A [B x B] array of dtype bools, indicating which pairs should be excluded from nlist (True = exclude). B is the total number of bead particles in the system

utils.iter_from_trajectory(nneighbor_cutoff, universe, selection='all', r_cut=10.0, period=1, start=0.0, end=None)

This generator will process information from a trajectory and yield a tuple of [nlist, positions, box] and MDAnalysis.TimeStep object. The first list can be directly used to call a SimModel (e.g., model(inputs)). See SimModel.compute() for details of these terms.

Here’s an example:

model = MyModel(16)
for inputs, ts in iter_from_trajectory(16, universe):
    result = model(inputs)
Parameters:
  • nneighbor_cutoff (int) – The maximum size of neighbor list
  • universe – The MDAnalysis universe
  • selection (string) – The atom groups to extract from universe
  • r_cut (float) – The cutoff raduis to use in neighbor list calculations
  • period (int) – Period of reading the trajectory frames
  • start – Starting frame for reading the trajectory frames
  • period – Ending frame for reading the trajectory frames
utils.matrix_mapping(molecule, beads_mappings, mass_weighted=True)

Creates a M x N mass weighted mapping matrix where M is the number of atoms in the molecule and N is the number of mapping beads.

Parameters:
  • molecule (MDAnalysis Atoms object) – This is atom selection in the molecule.
  • beads_mappings (Array) – List of lists of beads mapping.
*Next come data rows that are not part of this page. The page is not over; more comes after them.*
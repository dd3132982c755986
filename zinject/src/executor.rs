//! The thin façade most callers go through.

use std::process::Child;

use zinject_selections::Selections;

use crate::builder::EnvironmentBuilder;
use crate::errors::ExecResult;
use crate::locations::Locations;
use crate::store::ImplementationStore;
use crate::strategy::{ExecutionStrategy, NativeStrategy};

/// Launches selections documents against one store with one strategy.
///
/// The strategy is fixed for the executor's lifetime; swapping strategies
/// mid-build is not a thing.
pub struct Executor<S> {
    store: S,
    strategy: Box<dyn ExecutionStrategy>,
    locations: Locations,
}

impl<S: ImplementationStore> Executor<S> {
    /// An executor with the native strategy and environment-derived
    /// locations.
    pub fn new(store: S) -> ExecResult<Self> {
        Ok(Self {
            store,
            strategy: Box::new(NativeStrategy),
            locations: Locations::from_env()?,
        })
    }

    /// Full control over strategy and locations.
    pub fn with_strategy(
        store: S,
        strategy: Box<dyn ExecutionStrategy>,
        locations: Locations,
    ) -> Self {
        Self {
            store,
            strategy,
            locations,
        }
    }

    /// Prepares a launch: validates the selections, applies every binding,
    /// assembles the command line. The returned builder accepts wrappers,
    /// user arguments and environment overrides before starting.
    pub fn inject<'a>(
        &'a self,
        selections: &'a Selections,
        override_main: Option<&str>,
    ) -> ExecResult<EnvironmentBuilder<'a>> {
        EnvironmentBuilder::inject(
            selections,
            &self.store,
            self.strategy.as_ref(),
            &self.locations,
            override_main,
        )
    }

    /// Prepares and immediately launches.
    pub fn start(&self, selections: &Selections) -> ExecResult<Child> {
        self.inject(selections, None)?.start()
    }
}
Note that each list should contain atoms as strings just like how they appear in the topology file.
  • mass_weighted – Returns mass weighted mapping matrix (if True) or both mass weighted and non-mass weighted matrices (if False)
Returns:

Mappying operator at the molecule level. (Array/arrays) of shape M x N. Use utils.sparse_mapping() to get mapping operator at the system level

utils.mol_angle(mol_positions=None, type_i=None, type_j=None, type_k=None, CG=False, cg_positions=None, b1=None, b2=None, b3=None, box=None)
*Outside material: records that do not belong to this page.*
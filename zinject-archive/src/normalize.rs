//! Archive path hygiene.

use camino::Utf8PathBuf;

use crate::errors::{ArchiveError, Result};

/// Converts an archive-native path into a safe path relative to the
/// extraction root.
///
/// Leading separators and `./` prefixes are stripped and empty segments
/// dropped, so `./bin//app` and `/bin/app` both become `bin/app`. An entry
/// that normalizes to nothing (the archive root itself, or a path outside
/// `sub_dir` when one is given) yields `Ok(None)` and should be skipped.
/// Paths that try to escape the root (`..` segments, drive-qualified names on
/// Windows) are rejected.
///
/// Normalization is idempotent: feeding the result back in returns it
/// unchanged.
pub fn normalize(path: &str, sub_dir: Option<&str>) -> Result<Option<Utf8PathBuf>> {
    let mut segments = split_segments(path)?;

    if let Some(sub_dir) = sub_dir {
        let prefix = split_segments(sub_dir)?;
        if segments.len() < prefix.len() || segments[..prefix.len()] != prefix[..] {
            return Ok(None);
        }
        segments.drain(..prefix.len());
    }

    if segments.is_empty() {
        return Ok(None);
    }

    let mut normalized = Utf8PathBuf::new();
    for segment in segments {
        normalized.push(segment);
    }
    Ok(Some(normalized))
}

fn split_segments(path: &str) -> Result<Vec<&str>> {
    // '\' is a separator only on Windows; on POSIX it is an ordinary
    // filename character and must survive.
    let is_separator = |c: char| c == '/' || (cfg!(windows) && c == '\\');

    let mut segments = Vec::new();
    for segment in path.split(is_separator) {
        match segment {
            "" | "." => continue,
            ".." => {
                return Err(ArchiveError::UnsafePath {
                    path: path.to_owned(),
                })
            }
            segment => {
                if cfg!(windows) && segment.contains(':') {
                    return Err(ArchiveError::UnsafePath {
                        path: path.to_owned(),
                    });
                }
                segments.push(segment);
            }
        }
    }
    Ok(segments)
}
This method calculates the bond angle given three atoms batched by molecule. Or to output CG angles input CG=True and indices of the CG beads making the angles. cg_positions and bead indices can be computed by calling generate_cg_graph()

Parameters:
  • mol_positions (float) – Positions tensor of atoms batched by molecules. Can be created by calling build_mol_rep() method in simmodel
  • type_i (int) – Index of the first atom
  • type_j (int) – Index of the second atom
  • type_k (int) – Index of the third atom
  • CG (bool) – flag to compute CG angles must be given with b1, b2 and b3
  • cg_positions (float) – array of CG coordinates
  • b1 (list of ints) – indices of first set of CG beads
  • b2 (list of int) – indices of second set of CG beads
  • b3 (list of ints) – indices of third set of CG beads
  • box ([3,3] array) – low, high coordinates and tilt vectors of the box
Returns:

angles:Tensor containing all atom angles (CG=False) or cg_angles: list containing CG angles (CG=True)
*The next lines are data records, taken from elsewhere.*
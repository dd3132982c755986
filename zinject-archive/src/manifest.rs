//! Canonical implementation manifests and the digests derived from them.
//!
//! A manifest is an ordered listing of every entry in an implementation
//! directory: one line per regular file (`F`), executable (`X`) or symlink
//! (`S`), and a `D` line introducing each subdirectory before its contents.
//! The digest of the manifest text is the implementation's content address
//! and names its store directory.

use std::fs;
use std::io::Read;
use std::time::UNIX_EPOCH;

use camino::Utf8Path;
use sha2::{Digest as _, Sha256};

use crate::errors::{ArchiveError, Result};

/// Digest algorithms this crate can compute.
///
/// `sha1new` ids are still *parsed* for old stores, but never generated.
#[derive(Debug, Copy, Clone, PartialEq, Eq)]
pub enum DigestAlgorithm {
    /// sha256 over the manifest, hex-encoded: `sha256=…`
    Sha256,
    /// sha256 over the manifest, base32-encoded: `sha256new_…` (the default)
    Sha256New,
}

impl DigestAlgorithm {
    /// Recognizes the algorithm prefix of a store directory name.
    pub fn from_digest_name(name: &str) -> Option<Self> {
        if name.starts_with("sha256new_") {
            Some(DigestAlgorithm::Sha256New)
        } else if name.starts_with("sha256=") {
            Some(DigestAlgorithm::Sha256)
        } else {
            None
        }
    }

    /// Formats a raw manifest hash as a store directory name.
    pub fn format(&self, hash: &[u8]) -> String {
        match self {
            DigestAlgorithm::Sha256 => format!("sha256={}", hex(hash)),
            DigestAlgorithm::Sha256New => format!("sha256new_{}", base32(hash)),
        }
    }
}

/// Generates the manifest text for a directory tree.
///
/// Entries within a directory are listed in byte order of their names,
/// regular entries before subdirectories, so the text (and therefore the
/// digest) is independent of filesystem iteration order.
pub fn generate(root: &Utf8Path) -> Result<String> {
    let mut manifest = String::new();
    generate_directory(root, Utf8Path::new(""), &mut manifest)?;
    Ok(manifest)
}

/// Computes the store directory name for a directory tree.
pub fn digest_directory(root: &Utf8Path, algorithm: DigestAlgorithm) -> Result<String> {
    let manifest = generate(root)?;
    Ok(algorithm.format(&Sha256::digest(manifest.as_bytes())))
}

/// Verifies a directory tree against an expected store directory name.
pub fn verify(root: &Utf8Path, expected: &str) -> Result<()> {
    let algorithm = DigestAlgorithm::from_digest_name(expected).ok_or_else(|| {
        ArchiveError::invalid(format!("cannot verify digests of type {expected:?}"), None)
    })?;
    let actual = digest_directory(root, algorithm)?;
    if actual == expected {
        Ok(())
    } else {
        Err(ArchiveError::DigestMismatch {
            expected: expected.to_owned(),
            actual,
        })
    }
}

fn generate_directory(directory: &Utf8Path, relative: &Utf8Path, manifest: &mut String) -> Result<()> {
    let mut entries = Vec::new();
    for entry in directory.read_dir_utf8()? {
        entries.push(entry?);
    }
    entries.sort_by(|a, b| a.file_name().cmp(b.file_name()));

    let mut subdirectories = Vec::new();
    for entry in entries {
        let name = entry.file_name();
        let file_type = entry.file_type()?;
        if file_type.is_symlink() {
            let target = fs::read_link(entry.path())?;
            let target = target.to_string_lossy();
            let hash = hex(&Sha256::digest(target.as_bytes()));
            manifest.push_str(&format!("S {hash} {} {name}\n", target.len()));
        } else if file_type.is_dir() {
            subdirectories.push(entry);
        } else {
            let metadata = entry.metadata()?;
            let mtime = metadata
                .modified()?
                .duration_since(UNIX_EPOCH)
                .map(|elapsed| elapsed.as_secs() as i64)
                .unwrap_or(0);
            let kind = if is_executable(&metadata) { 'X' } else { 'F' };
            let hash = hex(&hash_file(entry.path())?);
            manifest.push_str(&format!("{kind} {hash} {mtime} {} {name}\n", metadata.len()));
        }
    }

    for entry in subdirectories {
        let child = relative.join(entry.file_name());
        // manifest paths always use forward slashes, whatever the host
        let unix_path = child
            .as_str()
            .split(std::path::MAIN_SEPARATOR)
            .collect::<Vec<_>>()
            .join("/");
        manifest.push_str(&format!("D /{unix_path}\n"));
        generate_directory(entry.path(), &child, manifest)?;
    }

    Ok(())
}

fn hash_file(path: &Utf8Path) -> Result<Vec<u8>> {
    let mut file = fs::File::open(path)?;
    let mut hasher = Sha256::new();
    let mut buffer = [0u8; 64 * 1024];
    loop {
        let count = file.read(&mut buffer)?;
        if count == 0 {
            break;
        }
        hasher.update(&buffer[..count]);
    }
    Ok(hasher.finalize().to_vec())
}

#[cfg(unix)]
fn is_executable(metadata: &fs::Metadata) -> bool {
    use std::os::unix::fs::PermissionsExt;
    metadata.permissions().mode() & 0o111 != 0
}

#[cfg(not(unix))]
fn is_executable(_metadata: &fs::Metadata) -> bool {
    false
}

fn hex(bytes: &[u8]) -> String {
    bytes.iter().map(|byte| format!("{byte:02x}")).collect()
}

/// RFC 4648 base32 without padding, as used in `sha256new_` names.
fn base32(bytes: &[u8]) -> String {
    const ALPHABET: &[u8; 32] = b"ABCDEFGHIJKLMNOPQRSTUVWXYZ234567";

    let mut output = String::new();
    let mut buffer: u64 = 0;
    let mut bits = 0;
    for &byte in bytes {
        buffer = (buffer << 8) | u64::from(byte);
        bits += 8;
        while bits >= 5 {
            bits -= 5;
            output.push(ALPHABET[((buffer >> bits) & 0x1f) as usize] as char);
        }
    }
    if bits > 0 {
        output.push(ALPHABET[((buffer << (5 - bits)) & 0x1f) as usize] as char);
    }
    output
}

#[cfg(test)]
mod tests {
    use super::*;
    use temp_dir::TempDir;

    fn write(root: &Utf8Path, path: &str, contents: &str) {
        let path = root.join(path);
        if let Some(parent) = path.parent() {
            fs::create_dir_all(parent).unwrap();
        }
        fs::write(path, contents).unwrap();
    }

    fn utf8_root(dir: &TempDir) -> camino::Utf8PathBuf {
        camino::Utf8PathBuf::from_path_buf(dir.path().to_path_buf()).unwrap()
    }

    #[test]
    fn manifest_lists_directories_before_their_contents() {
        let dir = TempDir::new().unwrap();
        let root = utf8_root(&dir);
        write(&root, "readme", "docs");
        write(&root, "lib/code.py", "print()");

        let manifest = generate(&root).unwrap();
        let lines: Vec<&str> = manifest.lines().collect();
        assert_eq!(lines.len(), 3);
        assert!(lines[0].starts_with("F "), "{manifest}");
        assert!(lines[0].ends_with(" readme"), "{manifest}");
        assert_eq!(lines[1], "D /lib");
        assert!(lines[2].ends_with(" code.py"), "{manifest}");
    }

    #[test]
    fn digest_is_stable_and_ignores_iteration_order() {
        let first = TempDir::new().unwrap();
        let second = TempDir::new().unwrap();
        let first_root = utf8_root(&first);
        let second_root = utf8_root(&second);
        // create in different orders
        write(&first_root, "a", "one");
        write(&first_root, "b", "two");
        write(&second_root, "b", "two");
        write(&second_root, "a", "one");
        // pin mtimes so the digests can agree
        for root in [&first_root, &second_root] {
            for name in ["a", "b"] {
                filetime::set_file_mtime(
                    root.join(name),
                    filetime::FileTime::from_unix_time(1_600_000_000, 0),
                )
                .unwrap();
            }
        }

        let lhs = digest_directory(&first_root, DigestAlgorithm::Sha256New).unwrap();
        let rhs = digest_directory(&second_root, DigestAlgorithm::Sha256New).unwrap();
        assert_eq!(lhs, rhs);
        assert!(lhs.starts_with("sha256new_"), "{lhs}");
    }

    #[test]
    fn verify_detects_tampering() {
        let dir = TempDir::new().unwrap();
        let root = utf8_root(&dir);
        write(&root, "data", "original");
        let digest = digest_directory(&root, DigestAlgorithm::Sha256New).unwrap();
        verify(&root, &digest).unwrap();

        write(&root, "data", "tampered");
        let error = verify(&root, &digest).unwrap_err();
        assert!(matches!(error, ArchiveError::DigestMismatch { .. }));
        assert_eq!(error.exit_code(), 26);
    }

    #[test]
    fn base32_matches_rfc_vectors() {
        assert_eq!(base32(b""), "");
        assert_eq!(base32(b"f"), "MY");
        assert_eq!(base32(b"fo"), "MZXQ");
        assert_eq!(base32(b"foo"), "MZXW6");
        assert_eq!(base32(b"foob"), "MZXW6YQ");
        assert_eq!(base32(b"fooba"), "MZXW6YTB");
        assert_eq!(base32(b"foobar"), "MZXW6YTBOI");
    }
}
utils.mol_bond_distance(mol_positions=None, type_i=None, type_j=None, CG=False, cg_positions=None, b1=None, b2=None, box=None)

This method calculates the bond distance given two atoms batched by molecule. Or to output CG bond distances, input CG=True and indices of the CG bead pairs cg_positions and bead indices can be computed by calling generate_cg_graph()

Parameters:
  • mol_positions (float) – Positions tensor of atoms batched by molecules. Can be created by calling build_mol_rep() method in simmodel
  • type_i (int) – Index of the first atom
  • type_j (int type) – Index of the second atom
  • CG (bool) – flag to compute CG bond distances (must be given with b1 and b2)
  • cg_positions (float) – array of CG coordinates
  • b1 (list of ints) – indcies of first set of CG beads
  • b2 (list of ints) – indices of second set of CG beads
  • box ([3,3] array) – low, high coordinates and tilt vectors of the box
Returns:

v_ij: Tensor containing bond distances(CG=False) or u_ij: Array containig CG bond distances(CG=True)

utils.mol_dihedral(mol_positions=None, type_i=None, type_j=None, type_k=None, type_l=None, CG=False, cg_positions=None, b1=None, b2=None, b3=None, b4=None, box=None)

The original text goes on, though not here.